Copy out exactly the lines below that run from the one holding "Url::parse(&config.contact_url)" to the one holding "fn validate_output_config(config: &OutputConfig)", keeping both of those lines and no others.

**Source data**:
========
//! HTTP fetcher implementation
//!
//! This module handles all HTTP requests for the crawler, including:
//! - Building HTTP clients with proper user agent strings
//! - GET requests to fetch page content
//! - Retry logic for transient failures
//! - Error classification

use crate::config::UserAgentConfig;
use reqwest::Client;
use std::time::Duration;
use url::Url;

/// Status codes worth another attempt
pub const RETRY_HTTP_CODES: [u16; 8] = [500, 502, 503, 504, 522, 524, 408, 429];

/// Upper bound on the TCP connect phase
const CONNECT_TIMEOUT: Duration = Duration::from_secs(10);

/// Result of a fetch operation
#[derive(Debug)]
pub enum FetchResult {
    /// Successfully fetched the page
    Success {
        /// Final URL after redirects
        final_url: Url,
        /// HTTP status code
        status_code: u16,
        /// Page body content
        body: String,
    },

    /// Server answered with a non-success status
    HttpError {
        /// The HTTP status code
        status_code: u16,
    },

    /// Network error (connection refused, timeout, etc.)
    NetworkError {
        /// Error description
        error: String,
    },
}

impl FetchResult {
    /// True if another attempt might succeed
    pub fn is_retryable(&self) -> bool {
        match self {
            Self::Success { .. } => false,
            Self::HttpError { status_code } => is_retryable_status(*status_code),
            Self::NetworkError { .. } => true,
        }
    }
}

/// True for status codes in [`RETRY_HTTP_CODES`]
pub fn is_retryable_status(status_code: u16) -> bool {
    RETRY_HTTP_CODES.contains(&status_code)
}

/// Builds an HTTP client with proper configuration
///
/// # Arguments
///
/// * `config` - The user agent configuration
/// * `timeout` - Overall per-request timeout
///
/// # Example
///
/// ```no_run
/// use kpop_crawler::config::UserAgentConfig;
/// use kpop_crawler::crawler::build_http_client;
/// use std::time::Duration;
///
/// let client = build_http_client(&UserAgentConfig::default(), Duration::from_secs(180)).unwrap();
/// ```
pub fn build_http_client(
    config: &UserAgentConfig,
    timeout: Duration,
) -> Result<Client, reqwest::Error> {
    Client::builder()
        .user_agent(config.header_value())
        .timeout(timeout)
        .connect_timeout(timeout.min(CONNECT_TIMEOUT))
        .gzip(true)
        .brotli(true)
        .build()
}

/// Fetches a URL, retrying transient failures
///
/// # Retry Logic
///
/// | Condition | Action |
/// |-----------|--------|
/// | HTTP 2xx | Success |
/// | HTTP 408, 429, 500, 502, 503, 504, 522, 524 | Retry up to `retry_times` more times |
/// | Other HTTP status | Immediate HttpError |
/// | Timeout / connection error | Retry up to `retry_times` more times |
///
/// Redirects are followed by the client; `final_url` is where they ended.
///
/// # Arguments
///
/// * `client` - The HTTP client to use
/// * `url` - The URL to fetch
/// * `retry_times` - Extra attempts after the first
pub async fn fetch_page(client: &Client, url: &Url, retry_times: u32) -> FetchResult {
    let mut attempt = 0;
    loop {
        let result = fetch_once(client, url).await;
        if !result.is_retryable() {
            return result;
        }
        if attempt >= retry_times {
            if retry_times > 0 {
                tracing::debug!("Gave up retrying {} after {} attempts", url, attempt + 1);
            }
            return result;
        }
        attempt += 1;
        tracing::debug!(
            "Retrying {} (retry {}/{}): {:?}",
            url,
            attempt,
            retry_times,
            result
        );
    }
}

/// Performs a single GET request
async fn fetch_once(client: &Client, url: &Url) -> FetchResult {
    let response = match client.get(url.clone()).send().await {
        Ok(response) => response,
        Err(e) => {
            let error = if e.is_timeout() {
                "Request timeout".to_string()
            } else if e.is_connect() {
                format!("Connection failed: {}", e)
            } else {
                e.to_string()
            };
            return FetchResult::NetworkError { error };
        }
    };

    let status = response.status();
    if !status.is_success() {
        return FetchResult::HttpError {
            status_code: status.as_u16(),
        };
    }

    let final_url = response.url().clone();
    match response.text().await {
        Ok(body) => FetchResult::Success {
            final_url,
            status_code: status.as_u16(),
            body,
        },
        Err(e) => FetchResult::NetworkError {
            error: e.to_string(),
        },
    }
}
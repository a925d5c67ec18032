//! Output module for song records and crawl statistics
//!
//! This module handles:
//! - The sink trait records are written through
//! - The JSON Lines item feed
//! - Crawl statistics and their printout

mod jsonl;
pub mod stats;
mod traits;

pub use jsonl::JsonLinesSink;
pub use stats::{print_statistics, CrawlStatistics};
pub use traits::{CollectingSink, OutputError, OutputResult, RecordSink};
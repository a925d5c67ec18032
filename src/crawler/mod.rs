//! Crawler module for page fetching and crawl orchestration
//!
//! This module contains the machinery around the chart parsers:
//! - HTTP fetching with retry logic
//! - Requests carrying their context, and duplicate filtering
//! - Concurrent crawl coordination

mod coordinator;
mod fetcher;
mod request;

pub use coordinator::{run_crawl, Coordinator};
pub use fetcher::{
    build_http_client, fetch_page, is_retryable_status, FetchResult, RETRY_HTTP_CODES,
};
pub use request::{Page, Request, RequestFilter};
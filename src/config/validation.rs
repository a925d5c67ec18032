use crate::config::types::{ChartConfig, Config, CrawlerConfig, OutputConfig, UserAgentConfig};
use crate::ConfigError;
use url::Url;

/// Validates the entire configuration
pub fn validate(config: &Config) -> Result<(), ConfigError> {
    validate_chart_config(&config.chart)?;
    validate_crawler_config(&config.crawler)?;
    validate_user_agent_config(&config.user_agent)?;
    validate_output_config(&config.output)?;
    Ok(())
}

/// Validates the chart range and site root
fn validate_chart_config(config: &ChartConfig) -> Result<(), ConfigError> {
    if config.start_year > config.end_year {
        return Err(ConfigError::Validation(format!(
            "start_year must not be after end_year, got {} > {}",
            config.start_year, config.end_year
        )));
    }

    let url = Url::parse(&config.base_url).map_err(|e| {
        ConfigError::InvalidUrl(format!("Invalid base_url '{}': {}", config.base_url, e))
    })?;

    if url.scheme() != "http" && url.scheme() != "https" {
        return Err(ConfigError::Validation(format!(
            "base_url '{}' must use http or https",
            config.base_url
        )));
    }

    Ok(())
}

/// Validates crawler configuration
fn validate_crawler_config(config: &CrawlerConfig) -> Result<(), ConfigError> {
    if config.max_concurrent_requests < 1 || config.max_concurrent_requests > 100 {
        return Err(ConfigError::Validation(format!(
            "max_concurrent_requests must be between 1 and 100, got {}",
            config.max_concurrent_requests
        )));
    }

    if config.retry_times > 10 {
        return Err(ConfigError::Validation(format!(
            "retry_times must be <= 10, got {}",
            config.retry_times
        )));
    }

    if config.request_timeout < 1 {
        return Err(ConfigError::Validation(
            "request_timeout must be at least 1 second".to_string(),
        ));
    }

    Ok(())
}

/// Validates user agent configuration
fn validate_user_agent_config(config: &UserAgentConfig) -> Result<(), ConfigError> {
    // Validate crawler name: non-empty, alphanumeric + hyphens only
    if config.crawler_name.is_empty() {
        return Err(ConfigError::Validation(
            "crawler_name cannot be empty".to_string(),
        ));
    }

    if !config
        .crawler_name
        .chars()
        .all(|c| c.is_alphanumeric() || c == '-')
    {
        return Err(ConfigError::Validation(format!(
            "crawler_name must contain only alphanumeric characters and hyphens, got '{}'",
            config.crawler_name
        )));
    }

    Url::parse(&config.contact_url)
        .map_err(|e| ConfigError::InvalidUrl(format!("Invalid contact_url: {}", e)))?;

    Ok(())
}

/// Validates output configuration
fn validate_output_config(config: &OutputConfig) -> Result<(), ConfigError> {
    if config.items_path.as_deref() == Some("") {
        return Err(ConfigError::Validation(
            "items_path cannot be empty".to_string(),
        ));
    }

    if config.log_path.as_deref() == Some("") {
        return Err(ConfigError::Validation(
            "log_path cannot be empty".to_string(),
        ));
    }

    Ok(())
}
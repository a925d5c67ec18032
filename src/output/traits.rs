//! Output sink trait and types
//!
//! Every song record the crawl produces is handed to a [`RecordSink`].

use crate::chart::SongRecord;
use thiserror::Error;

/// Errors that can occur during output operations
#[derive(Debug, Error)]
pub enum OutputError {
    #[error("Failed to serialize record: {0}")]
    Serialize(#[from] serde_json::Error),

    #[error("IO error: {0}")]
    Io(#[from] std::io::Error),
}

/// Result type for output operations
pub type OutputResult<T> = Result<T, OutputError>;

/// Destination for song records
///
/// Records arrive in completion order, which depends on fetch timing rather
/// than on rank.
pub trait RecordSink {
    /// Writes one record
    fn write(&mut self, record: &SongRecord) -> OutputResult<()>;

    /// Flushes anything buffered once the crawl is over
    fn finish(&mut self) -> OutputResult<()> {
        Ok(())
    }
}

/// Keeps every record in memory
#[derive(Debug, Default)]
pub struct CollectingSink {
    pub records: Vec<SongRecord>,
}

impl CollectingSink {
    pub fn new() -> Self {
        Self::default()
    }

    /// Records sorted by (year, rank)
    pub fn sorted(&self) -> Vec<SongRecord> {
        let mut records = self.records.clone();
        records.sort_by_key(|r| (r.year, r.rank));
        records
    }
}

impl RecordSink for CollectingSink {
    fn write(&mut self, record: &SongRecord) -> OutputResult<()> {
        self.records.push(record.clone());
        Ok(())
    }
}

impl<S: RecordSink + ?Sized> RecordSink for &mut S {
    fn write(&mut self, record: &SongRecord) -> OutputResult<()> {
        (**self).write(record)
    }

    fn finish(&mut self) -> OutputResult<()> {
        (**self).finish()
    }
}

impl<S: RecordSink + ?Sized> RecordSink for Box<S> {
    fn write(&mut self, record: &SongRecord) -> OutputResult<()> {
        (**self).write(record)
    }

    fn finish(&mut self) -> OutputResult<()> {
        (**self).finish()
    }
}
========
**Answer to this task**:
    Url::parse(&config.contact_url)
        .map_err(|e| ConfigError::InvalidUrl(format!("Invalid contact_url: {}", e)))?;

    Ok(())
}

/// Validates output configuration
fn validate_output_config(config: &OutputConfig) -> Result<(), ConfigError> {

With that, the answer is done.